I in no way have the background to discuss this well, my only problem is statements like "Everything in the entire universe...." We've seen first hand Earth and the moon, Mars (Venus?) and a comet/asteroids through probes and the rest by by various forms of telescopes, of which we've seen a fraction of a fraction of what's out there and even then just at frequencies we decided are the important ones to observe. What we know about the rest of the universe is an educated guess. There's still plenty of very weird poo poo out there we don't really have a grasp of, we've been watching KIC 8462852 for a decade and are still not quite sure what is going on there. (Google it, I in no way could correctly explain it).

Edit: According to astronomers we've observed only about 2% of the universe, and most of that only via radio telescope arrays, which as I said even then only observing the frequencies we've decided are the important ones. The other 98% could all be just the same but saying "Everythung in the entire universe" when we've only seen the barest portion of EM emissions of 1/50th of it I don't think supports that we know what the other 98% is. Even the small portion we've observed is filled with things that don't make any sense, we've found a super massive black hole that according to what we think we know about them should not have had enough time to be that size. There's a massive 'cold' spot 3 billion light years away that's 1.8 billion light years across and has 20% less matter than the rest of the observable universe. It's ''missing' 10,000 galaxies and they still can't explain how this exists http://www.telegraph.co.uk/news/science/space/11550868/Giant-mysterious-empty-hole-found-in-universe.html

All matter is still composed of atoms (and atoms composed of the same subatomic particles), and we know how various atoms have been formed since the Big Bang: https://en.wikipedia.org/wiki/Stellar_nucleosynthesis#/media/File:Nucleosynthesis_periodic_table.svg

If you observed only 2% of the Earth, you could indeed infer the fundamental building blocks of the other 98% based upon that. Everything would still be made of the exact same stuff at the subatomic level.
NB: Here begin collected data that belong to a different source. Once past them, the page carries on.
//! Deterministic reading of user turns.
//!
//! Routing never depends on language-model output: names, IDs, greetings
//! and exit requests are recognised here with plain string rules.

/// Lead-ins stripped before a name or ID lookup, longest first.
const LEAD_INS: &[&str] = &[
    "my patient id is",
    "my name is",
    "patient id:",
    "patient id",
    "my id is",
    "the name is",
    "this is",
    "it's",
    "it is",
    "i'm",
    "i am",
    "name:",
    "id:",
];

/// Longest first, so "hi there" wins over "hi".
const GREETINGS: &[&str] = &[
    "good afternoon",
    "good morning",
    "good evening",
    "hello there",
    "hi there",
    "hello",
    "hey",
    "hi",
];

/// Longest first, so "thank you" is removed before "thanks".
const FAREWELLS: &[&str] = &[
    "no more questions",
    "that's all",
    "thats all",
    "thank you",
    "goodbye",
    "thanks",
    "bye",
];

/// Words that may pad a farewell without turning it into a request.
const FAREWELL_FILLER: &[&str] = &[
    "ok", "okay", "so", "much", "very", "again", "for", "everything", "all", "your", "the",
    "help", "great", "and", "now", "then", "today", "that", "is", "it",
];

/// Normalise for comparisons: lowercase, trimmed, trailing punctuation off.
fn normalise(text: &str) -> String {
    text.trim()
        .trim_end_matches(['.', '!', '?', ','])
        .trim()
        .to_lowercase()
}

/// Strip greetings and lead-ins such as "my name is"; the remainder is the
/// candidate. With no lead-in the turn content is used verbatim.
pub fn extract_candidate(text: &str) -> String {
    let mut rest = text.trim();

    // "Hi, I'm John Smith" -> "I'm John Smith"
    for greeting in GREETINGS {
        if let Some(after) = strip_prefix_ci(rest, greeting) {
            if after.starts_with([',', '!', '.']) || after.starts_with(' ') {
                rest = after.trim_start_matches([',', '!', '.', ' ']);
                break;
            }
        }
    }

    for lead in LEAD_INS {
        if let Some(after) = strip_prefix_ci(rest, lead) {
            rest = after.trim_start_matches([':', ',', ' ']);
            break;
        }
    }

    rest.trim()
        .trim_end_matches(['.', '!', '?', ','])
        .split_whitespace()
        .collect::<Vec<_>>()
        .join(" ")
}

fn strip_prefix_ci<'a>(text: &'a str, prefix: &str) -> Option<&'a str> {
    let head = text.get(..prefix.len())?;
    if head.eq_ignore_ascii_case(prefix) {
        text.get(prefix.len()..)
    } else {
        None
    }
}

/// A single token containing a digit, e.g. "P001". Names never qualify.
pub fn looks_like_patient_id(candidate: &str) -> bool {
    !candidate.is_empty()
        && !candidate.contains(char::is_whitespace)
        && candidate.chars().any(|c| c.is_ascii_digit())
        && candidate.chars().all(|c| c.is_alphanumeric() || c == '-' || c == '_')
}

pub fn is_greeting(text: &str) -> bool {
    let t = normalise(text);
    GREETINGS.contains(&t.as_str())
}

/// The whole turn is a sign-off ("Thanks, bye!"). A farewell phrase
/// followed by a question or any other request is not.
pub fn is_farewell(text: &str) -> bool {
    if text.contains('?') {
        return false;
    }

    let mut rest = format!(" {} ", words(text));
    let mut found = false;
    for phrase in FAREWELLS {
        let needle = format!(" {phrase} ");
        while let Some(pos) = rest.find(&needle) {
            rest.replace_range(pos..pos + needle.len() - 1, "");
            found = true;
        }
    }

    found && rest.split_whitespace().all(|w| FAREWELL_FILLER.contains(&w))
}

/// Case-insensitive whole-word containment of any phrase.
pub fn contains_phrase<S: AsRef<str>>(text: &str, phrases: &[S]) -> bool {
    let haystack = format!(" {} ", words(text));
    phrases.iter().any(|p| {
        let needle = words(p.as_ref());
        !needle.is_empty() && haystack.contains(&format!(" {needle} "))
    })
}

/// Lowercase words separated by single spaces; apostrophes and hyphens kept.
fn words(text: &str) -> String {
    text.to_lowercase()
        .split(|c: char| !(c.is_alphanumeric() || c == '\'' || c == '-'))
        .filter(|w| !w.is_empty())
        .collect::<Vec<_>>()
        .join(" ")
}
We already know about all the elements that can occur naturally and be stable. Like, it isn't possible for there to be some mysterious life form made out of a 0th element because the very concept of a 0th element makes no sense.

Sure, there might be some magical form of life that is built from some completely unknown building block, but that is literally the same as an argument for God or any other magical thing. The fact that we don't understand much about stuff like dark matter does not in any way mean that there might be some bizarre dark matter life or something.